_TASK OBJECTIVE:_ Scan the entries for lines with the word "threshold", then copy those lines.

_MATERIAL PROVIDED:_
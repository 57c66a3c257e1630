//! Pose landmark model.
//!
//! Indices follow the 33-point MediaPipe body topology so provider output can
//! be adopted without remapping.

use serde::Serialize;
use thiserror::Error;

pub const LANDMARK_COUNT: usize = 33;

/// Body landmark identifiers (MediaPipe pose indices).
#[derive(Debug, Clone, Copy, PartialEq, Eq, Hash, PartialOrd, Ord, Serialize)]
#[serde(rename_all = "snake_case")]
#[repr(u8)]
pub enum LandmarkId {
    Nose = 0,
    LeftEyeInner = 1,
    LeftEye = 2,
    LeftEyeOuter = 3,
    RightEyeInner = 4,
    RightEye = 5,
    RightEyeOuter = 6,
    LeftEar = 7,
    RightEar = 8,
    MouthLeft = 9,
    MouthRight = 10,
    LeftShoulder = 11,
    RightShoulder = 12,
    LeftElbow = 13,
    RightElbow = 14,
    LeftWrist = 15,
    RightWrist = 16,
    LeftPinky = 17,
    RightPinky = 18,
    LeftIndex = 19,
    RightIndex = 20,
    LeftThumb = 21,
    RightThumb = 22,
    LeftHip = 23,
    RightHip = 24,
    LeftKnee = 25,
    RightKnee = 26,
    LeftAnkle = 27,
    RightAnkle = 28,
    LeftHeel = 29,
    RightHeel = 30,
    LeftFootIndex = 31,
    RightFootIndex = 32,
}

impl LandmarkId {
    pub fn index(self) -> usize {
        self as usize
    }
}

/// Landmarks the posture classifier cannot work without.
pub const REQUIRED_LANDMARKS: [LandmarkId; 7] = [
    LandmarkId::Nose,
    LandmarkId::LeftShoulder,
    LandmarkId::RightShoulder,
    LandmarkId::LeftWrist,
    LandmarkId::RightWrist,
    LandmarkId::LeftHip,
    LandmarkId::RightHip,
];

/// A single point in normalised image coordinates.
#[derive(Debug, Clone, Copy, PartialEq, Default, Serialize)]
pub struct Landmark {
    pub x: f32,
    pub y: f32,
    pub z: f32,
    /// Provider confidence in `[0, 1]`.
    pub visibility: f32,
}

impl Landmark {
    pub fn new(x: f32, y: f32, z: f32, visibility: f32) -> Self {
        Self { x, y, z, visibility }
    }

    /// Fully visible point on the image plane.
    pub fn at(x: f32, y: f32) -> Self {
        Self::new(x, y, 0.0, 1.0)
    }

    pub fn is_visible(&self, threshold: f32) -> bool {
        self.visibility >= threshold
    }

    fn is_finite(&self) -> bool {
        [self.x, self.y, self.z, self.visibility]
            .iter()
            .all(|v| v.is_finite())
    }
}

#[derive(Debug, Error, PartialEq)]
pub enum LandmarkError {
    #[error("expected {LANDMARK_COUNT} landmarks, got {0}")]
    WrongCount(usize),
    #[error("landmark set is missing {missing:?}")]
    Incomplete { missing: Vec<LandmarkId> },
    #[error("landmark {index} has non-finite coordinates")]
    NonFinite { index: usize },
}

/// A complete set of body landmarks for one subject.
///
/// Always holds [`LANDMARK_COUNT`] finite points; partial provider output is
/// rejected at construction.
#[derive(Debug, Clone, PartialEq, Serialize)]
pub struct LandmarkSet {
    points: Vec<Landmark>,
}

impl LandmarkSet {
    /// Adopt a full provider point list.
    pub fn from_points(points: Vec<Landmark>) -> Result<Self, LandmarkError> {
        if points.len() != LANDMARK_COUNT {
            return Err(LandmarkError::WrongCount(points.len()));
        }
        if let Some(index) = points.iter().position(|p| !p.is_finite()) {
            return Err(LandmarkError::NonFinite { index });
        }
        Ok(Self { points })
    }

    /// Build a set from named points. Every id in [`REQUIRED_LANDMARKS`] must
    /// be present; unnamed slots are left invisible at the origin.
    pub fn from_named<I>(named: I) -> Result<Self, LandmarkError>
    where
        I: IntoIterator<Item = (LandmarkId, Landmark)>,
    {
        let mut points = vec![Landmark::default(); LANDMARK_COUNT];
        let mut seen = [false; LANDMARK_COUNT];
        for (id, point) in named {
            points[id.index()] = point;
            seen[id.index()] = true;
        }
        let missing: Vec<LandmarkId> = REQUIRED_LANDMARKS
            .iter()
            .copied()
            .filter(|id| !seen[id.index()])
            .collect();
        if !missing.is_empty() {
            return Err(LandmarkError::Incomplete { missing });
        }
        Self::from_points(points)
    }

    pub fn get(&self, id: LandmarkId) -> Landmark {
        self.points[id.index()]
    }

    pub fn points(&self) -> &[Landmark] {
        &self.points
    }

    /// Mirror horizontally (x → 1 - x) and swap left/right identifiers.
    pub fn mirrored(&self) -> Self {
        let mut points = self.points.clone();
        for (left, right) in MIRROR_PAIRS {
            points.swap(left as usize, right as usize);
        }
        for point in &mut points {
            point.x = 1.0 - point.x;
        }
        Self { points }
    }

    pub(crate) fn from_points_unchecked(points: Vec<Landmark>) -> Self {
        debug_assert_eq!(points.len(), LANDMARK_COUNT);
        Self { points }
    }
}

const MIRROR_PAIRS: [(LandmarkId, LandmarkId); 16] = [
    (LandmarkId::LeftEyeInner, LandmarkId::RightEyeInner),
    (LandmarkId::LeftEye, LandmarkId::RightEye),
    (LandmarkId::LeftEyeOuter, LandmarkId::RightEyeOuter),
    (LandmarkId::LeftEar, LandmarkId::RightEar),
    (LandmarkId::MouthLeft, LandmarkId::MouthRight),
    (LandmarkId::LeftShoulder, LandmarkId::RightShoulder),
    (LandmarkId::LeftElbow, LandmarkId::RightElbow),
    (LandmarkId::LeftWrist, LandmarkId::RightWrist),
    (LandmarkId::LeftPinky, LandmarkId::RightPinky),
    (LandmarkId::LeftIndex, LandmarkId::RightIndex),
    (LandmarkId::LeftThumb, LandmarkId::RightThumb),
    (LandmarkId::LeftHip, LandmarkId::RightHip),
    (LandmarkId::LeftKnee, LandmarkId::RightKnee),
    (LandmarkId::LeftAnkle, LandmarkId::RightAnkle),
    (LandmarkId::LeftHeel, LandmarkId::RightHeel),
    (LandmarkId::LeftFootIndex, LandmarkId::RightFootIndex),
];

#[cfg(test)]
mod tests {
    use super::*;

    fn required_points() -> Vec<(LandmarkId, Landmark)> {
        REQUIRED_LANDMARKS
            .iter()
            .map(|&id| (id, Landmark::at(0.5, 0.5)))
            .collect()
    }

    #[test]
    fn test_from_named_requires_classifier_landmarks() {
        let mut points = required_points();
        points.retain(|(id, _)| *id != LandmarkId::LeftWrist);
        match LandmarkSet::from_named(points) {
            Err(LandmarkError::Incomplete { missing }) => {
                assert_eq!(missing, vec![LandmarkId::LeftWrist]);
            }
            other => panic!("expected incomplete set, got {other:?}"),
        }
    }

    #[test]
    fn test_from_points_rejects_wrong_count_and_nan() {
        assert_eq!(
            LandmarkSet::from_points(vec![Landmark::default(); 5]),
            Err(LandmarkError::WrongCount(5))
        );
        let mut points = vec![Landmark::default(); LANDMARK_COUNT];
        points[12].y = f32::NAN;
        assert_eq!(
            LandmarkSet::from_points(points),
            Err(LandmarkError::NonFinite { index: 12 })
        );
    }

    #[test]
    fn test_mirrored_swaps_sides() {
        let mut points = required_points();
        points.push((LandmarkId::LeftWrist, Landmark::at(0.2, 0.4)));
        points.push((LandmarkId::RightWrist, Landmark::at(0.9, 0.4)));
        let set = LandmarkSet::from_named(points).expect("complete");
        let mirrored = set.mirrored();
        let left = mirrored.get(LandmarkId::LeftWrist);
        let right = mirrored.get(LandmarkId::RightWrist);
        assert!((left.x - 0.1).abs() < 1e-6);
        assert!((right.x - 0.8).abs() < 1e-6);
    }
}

_THE COMPLETED TASK:_
    pub fn is_visible(&self, threshold: f32) -> bool {
        self.visibility >= threshold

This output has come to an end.